◆ Your goal
Line count for "Serialize": give how many lines in the data below contain it, with no other words.

◆ Material for this exercise
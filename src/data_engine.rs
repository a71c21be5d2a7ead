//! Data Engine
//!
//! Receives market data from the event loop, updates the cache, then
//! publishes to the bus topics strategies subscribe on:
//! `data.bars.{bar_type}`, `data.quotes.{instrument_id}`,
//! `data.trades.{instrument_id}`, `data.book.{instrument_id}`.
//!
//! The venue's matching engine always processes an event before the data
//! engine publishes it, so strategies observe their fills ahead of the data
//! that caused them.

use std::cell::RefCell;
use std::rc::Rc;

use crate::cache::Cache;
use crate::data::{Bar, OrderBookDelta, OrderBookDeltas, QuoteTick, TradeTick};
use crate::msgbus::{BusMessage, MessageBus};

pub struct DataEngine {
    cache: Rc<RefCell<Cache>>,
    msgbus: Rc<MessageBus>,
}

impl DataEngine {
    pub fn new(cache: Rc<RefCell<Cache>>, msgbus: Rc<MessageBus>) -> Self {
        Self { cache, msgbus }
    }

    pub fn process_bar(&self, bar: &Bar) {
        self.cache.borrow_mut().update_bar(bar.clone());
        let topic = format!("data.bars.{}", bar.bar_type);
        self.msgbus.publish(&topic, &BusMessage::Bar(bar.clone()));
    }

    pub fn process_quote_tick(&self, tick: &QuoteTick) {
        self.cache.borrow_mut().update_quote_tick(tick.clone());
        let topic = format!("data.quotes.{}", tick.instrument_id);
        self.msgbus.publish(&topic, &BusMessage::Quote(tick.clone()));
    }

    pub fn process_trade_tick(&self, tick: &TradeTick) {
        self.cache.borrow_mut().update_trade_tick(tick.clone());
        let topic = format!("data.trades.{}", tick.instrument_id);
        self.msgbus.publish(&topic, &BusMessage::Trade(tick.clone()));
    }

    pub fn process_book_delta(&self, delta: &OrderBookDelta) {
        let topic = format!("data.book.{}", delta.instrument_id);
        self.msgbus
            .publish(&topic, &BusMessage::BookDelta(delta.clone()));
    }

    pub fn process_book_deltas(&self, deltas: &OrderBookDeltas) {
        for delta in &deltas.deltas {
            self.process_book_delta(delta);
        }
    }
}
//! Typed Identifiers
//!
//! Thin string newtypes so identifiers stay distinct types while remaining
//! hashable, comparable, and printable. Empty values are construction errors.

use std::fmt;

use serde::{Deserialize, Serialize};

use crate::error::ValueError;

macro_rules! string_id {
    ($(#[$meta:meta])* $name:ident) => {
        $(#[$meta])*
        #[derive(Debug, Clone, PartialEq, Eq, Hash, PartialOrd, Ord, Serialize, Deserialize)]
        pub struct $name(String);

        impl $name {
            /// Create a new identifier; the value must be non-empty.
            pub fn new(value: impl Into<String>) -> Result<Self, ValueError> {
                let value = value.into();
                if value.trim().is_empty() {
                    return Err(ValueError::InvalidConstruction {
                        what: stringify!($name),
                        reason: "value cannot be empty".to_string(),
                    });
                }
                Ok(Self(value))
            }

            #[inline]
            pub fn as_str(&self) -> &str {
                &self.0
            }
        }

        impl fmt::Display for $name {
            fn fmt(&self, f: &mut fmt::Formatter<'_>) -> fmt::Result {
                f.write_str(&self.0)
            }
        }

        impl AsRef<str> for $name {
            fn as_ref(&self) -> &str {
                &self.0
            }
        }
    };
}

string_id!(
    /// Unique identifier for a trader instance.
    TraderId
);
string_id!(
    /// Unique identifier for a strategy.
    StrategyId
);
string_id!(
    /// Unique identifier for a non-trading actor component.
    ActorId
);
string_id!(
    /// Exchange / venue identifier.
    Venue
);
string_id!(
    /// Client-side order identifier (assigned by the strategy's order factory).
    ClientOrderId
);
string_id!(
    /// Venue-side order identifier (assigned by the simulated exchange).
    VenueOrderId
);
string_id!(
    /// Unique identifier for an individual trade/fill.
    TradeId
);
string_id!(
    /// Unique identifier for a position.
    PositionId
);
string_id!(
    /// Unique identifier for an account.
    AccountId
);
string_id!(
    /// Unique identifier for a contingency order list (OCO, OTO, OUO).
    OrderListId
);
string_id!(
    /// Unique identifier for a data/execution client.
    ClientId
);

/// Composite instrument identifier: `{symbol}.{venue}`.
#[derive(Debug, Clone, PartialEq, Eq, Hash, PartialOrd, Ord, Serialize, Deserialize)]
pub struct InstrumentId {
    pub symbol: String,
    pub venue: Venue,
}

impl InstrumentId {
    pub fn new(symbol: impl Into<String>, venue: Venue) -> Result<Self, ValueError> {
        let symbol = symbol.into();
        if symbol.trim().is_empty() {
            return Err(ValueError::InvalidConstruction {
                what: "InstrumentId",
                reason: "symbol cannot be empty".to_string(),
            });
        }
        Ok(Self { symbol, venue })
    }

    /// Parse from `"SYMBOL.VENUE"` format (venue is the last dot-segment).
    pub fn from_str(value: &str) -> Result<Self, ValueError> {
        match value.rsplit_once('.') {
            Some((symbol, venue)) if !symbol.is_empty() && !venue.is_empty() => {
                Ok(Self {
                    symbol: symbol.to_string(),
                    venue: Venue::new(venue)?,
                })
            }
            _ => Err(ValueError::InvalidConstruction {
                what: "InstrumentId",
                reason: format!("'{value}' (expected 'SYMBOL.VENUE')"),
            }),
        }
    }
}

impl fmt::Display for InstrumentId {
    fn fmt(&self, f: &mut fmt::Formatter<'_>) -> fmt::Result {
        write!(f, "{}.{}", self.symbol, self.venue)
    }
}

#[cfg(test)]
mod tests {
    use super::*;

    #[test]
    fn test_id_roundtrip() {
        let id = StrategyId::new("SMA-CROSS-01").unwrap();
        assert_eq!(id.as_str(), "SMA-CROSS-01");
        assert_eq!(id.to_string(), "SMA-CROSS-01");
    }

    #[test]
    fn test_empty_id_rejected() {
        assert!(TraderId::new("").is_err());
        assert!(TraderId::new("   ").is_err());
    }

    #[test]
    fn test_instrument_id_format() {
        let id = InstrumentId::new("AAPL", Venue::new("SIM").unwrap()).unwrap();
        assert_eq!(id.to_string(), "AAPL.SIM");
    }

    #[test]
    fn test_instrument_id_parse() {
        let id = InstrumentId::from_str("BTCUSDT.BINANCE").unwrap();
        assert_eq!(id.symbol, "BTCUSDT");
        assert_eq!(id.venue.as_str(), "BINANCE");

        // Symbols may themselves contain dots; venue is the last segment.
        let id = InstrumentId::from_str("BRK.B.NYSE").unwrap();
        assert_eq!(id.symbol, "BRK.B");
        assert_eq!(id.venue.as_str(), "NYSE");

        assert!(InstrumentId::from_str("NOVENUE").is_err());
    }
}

◆ Task solution
3